Exercise goal:
Look at every line of the material and count the ones holding the word "dashed". The answer is the number only.

-=-=-=-=-

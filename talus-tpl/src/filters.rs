//! Filter registry
//!
//! Filters are plain functions from a value and its arguments to a new value.
//! [`Filters::builtin`] registers the standard set; hosts add their own with
//! [`Filters::register`].
//!
//! | filter | effect |
//! |--------|--------|
//! | `ceil`, `floor` | round a number up or down |
//! | `protect` | escape `&`, `<`, `>` and `"` for HTML |
//! | `safe` | reverse `protect` |
//! | `ucfirst`, `lcfirst` | change the case of the first character |
//! | `invertCase` | swap the case of every character |
//! | `maximize` (`upper`), `minimize` (`lower`) | change the case of everything |
//! | `trim` | strip surrounding whitespace |
//! | `nl2br` | insert `<br />` before line breaks |
//! | `slugify` | lowercase, dash separated, ASCII only |
//! | `cut:max:finish` | shorten to `max` characters on a word boundary |
//! | `paragraphy` | wrap paragraphs in `<p>` |
//! | `void` | return the input unchanged |
//! | `defaults:value` | `value` when the input is empty |

use std::collections::HashMap;

use regex::Regex;
use talus_tpl_parser::FilterCatalog;

use crate::{
    error::{Error, Result},
    value::Value,
};

/// A filter: input value and arguments to output value, or an error message
pub type FilterFn = Box<dyn Fn(&Value, &[Value]) -> std::result::Result<Value, String> + Send + Sync>;

#[derive(Default)]
pub struct Filters {
    table: HashMap<String, FilterFn>,
}

impl std::fmt::Debug for Filters {
    fn fmt(&self, f: &mut std::fmt::Formatter<'_>) -> std::fmt::Result {
        let mut names: Vec<&String> = self.table.keys().collect();
        names.sort();
        f.debug_struct("Filters").field("names", &names).finish()
    }
}

type Outcome = std::result::Result<Value, String>;

fn text(
    f: impl Fn(&str) -> String + Send + Sync + 'static,
) -> impl Fn(&Value, &[Value]) -> Outcome + Send + Sync + 'static {
    move |value: &Value, _: &[Value]| Ok(Value::String(f(&value.to_string())))
}

fn rounded(value: &Value, round: fn(f64) -> f64) -> Outcome {
    let rounded = round(value.as_f64().unwrap_or(0.0));
    Ok(Value::String(rounded.to_string()))
}

fn change_first(s: &str, upper: bool) -> String {
    let mut chars = s.chars();
    match chars.next() {
        Some(first) if upper => first.to_uppercase().chain(chars).collect(),
        Some(first) => first.to_lowercase().chain(chars).collect(),
        None => String::new(),
    }
}

fn invert_case(s: &str) -> String {
    s.chars()
        .flat_map(|c| {
            let lower: Vec<char> = c.to_lowercase().collect();
            if lower.len() == 1 && lower[0] == c {
                c.to_uppercase().collect::<Vec<char>>()
            } else {
                lower
            }
        })
        .collect()
}

fn protect(s: &str) -> String {
    let mut escaped = String::with_capacity(s.len());
    for c in s.chars() {
        match c {
            '&' => escaped.push_str("&amp;"),
            '<' => escaped.push_str("&lt;"),
            '>' => escaped.push_str("&gt;"),
            '"' => escaped.push_str("&quot;"),
            c => escaped.push(c),
        }
    }
    escaped
}

fn safe(s: &str) -> String {
    s.replace("&quot;", "\"")
        .replace("&lt;", "<")
        .replace("&gt;", ">")
        .replace("&amp;", "&")
}

fn nl2br(s: &str) -> String {
    let mut converted = String::with_capacity(s.len());
    let mut chars = s.chars().peekable();
    while let Some(c) = chars.next() {
        match c {
            '\r' | '\n' => {
                converted.push_str("<br />");
                converted.push(c);
                let pair = if c == '\r' { '\n' } else { '\r' };
                if let Some(next) = chars.next_if_eq(&pair) {
                    converted.push(next);
                }
            }
            c => converted.push(c),
        }
    }
    converted
}

fn cut(value: &Value, args: &[Value]) -> Outcome {
    let s = value.to_string();
    let max = match args.first() {
        Some(max) => max
            .as_f64()
            .map(|max| max as usize)
            .ok_or_else(|| format!("expected a length, got \"{}\"", max))?,
        None => 50,
    };
    let finish = args.get(1).map_or_else(|| "...".to_string(), Value::to_string);
    if s.chars().count() <= max {
        return Ok(Value::String(s));
    }
    let keep = max.saturating_sub(finish.chars().count()) + 1;
    let head: String = s.chars().take(keep).collect();
    let cut = match head.rfind(char::is_whitespace) {
        Some(at) => head[..at].trim_end(),
        None => "",
    };
    Ok(Value::String(format!("{}{}", cut, finish)))
}

fn paragraphy(s: &str, breaks: &Regex) -> String {
    let normalized = s.replace("\r\n", "\n");
    let paragraphs: Vec<String> = breaks
        .split(&normalized)
        .map(|paragraph| paragraph.replace('\n', "<br />\n"))
        .collect();
    format!("<p>{}</p>", paragraphs.join("</p>\n\n<p>"))
}

fn slugify(s: &str, separators: &Regex) -> String {
    let dashed = separators.replace_all(s.trim(), "-");
    let slug: String = dashed
        .trim_matches('-')
        .to_lowercase()
        .chars()
        .filter(|c| c.is_ascii_alphanumeric() || *c == '_' || *c == '-')
        .collect();
    if slug.is_empty() { "n-a".to_string() } else { slug }
}

impl Filters {
    /// An empty registry
    pub fn new() -> Self {
        Self::default()
    }

    /// The standard filter set
    pub fn builtin() -> Self {
        let mut filters = Self::new();
        let breaks = Regex::new("\n{2,}").unwrap();
        let separators = Regex::new(r"[^\p{L}\d]+").unwrap();
        filters
            .register("ceil", |value, _| rounded(value, f64::ceil))
            .register("floor", |value, _| rounded(value, f64::floor))
            .register("protect", text(|s| protect(s)))
            .register("safe", text(|s| safe(s)))
            .register("ucfirst", text(|s| change_first(s, true)))
            .register("lcfirst", text(|s| change_first(s, false)))
            .register("invertCase", text(|s| invert_case(s)))
            .register("maximize", text(|s| s.to_uppercase()))
            .register("upper", text(|s| s.to_uppercase()))
            .register("minimize", text(|s| s.to_lowercase()))
            .register("lower", text(|s| s.to_lowercase()))
            .register("trim", text(|s| s.trim().to_string()))
            .register("nl2br", text(|s| nl2br(s)))
            .register("slugify", text(move |s| slugify(s, &separators)))
            .register("cut", cut)
            .register("paragraphy", text(move |s| paragraphy(s, &breaks)))
            .register("void", |value, _| Ok(value.clone()))
            .register("defaults", |value, args| {
                Ok(match value.is_truthy() {
                    true => value.clone(),
                    false => args.first().cloned().unwrap_or_else(|| Value::from("")),
                })
            });
        filters
    }

    pub fn register(
        &mut self,
        name: impl Into<String>,
        filter: impl Fn(&Value, &[Value]) -> Outcome + Send + Sync + 'static,
    ) -> &mut Self {
        self.table.insert(name.into(), Box::new(filter));
        self
    }

    pub fn exists(&self, name: &str) -> bool {
        self.table.contains_key(name)
    }

    pub fn invoke(&self, name: &str, input: &Value, args: &[Value]) -> Result<Value> {
        let filter = self
            .table
            .get(name)
            .ok_or_else(|| Error::UnknownFilter(name.to_string()))?;
        filter(input, args).map_err(|message| Error::Filter {
            name: name.to_string(),
            message,
        })
    }
}

impl FilterCatalog for Filters {
    fn exists(&self, name: &str) -> bool {
        Filters::exists(self, name)
    }
}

-=-=-=-=-

Solution for this exercise:
2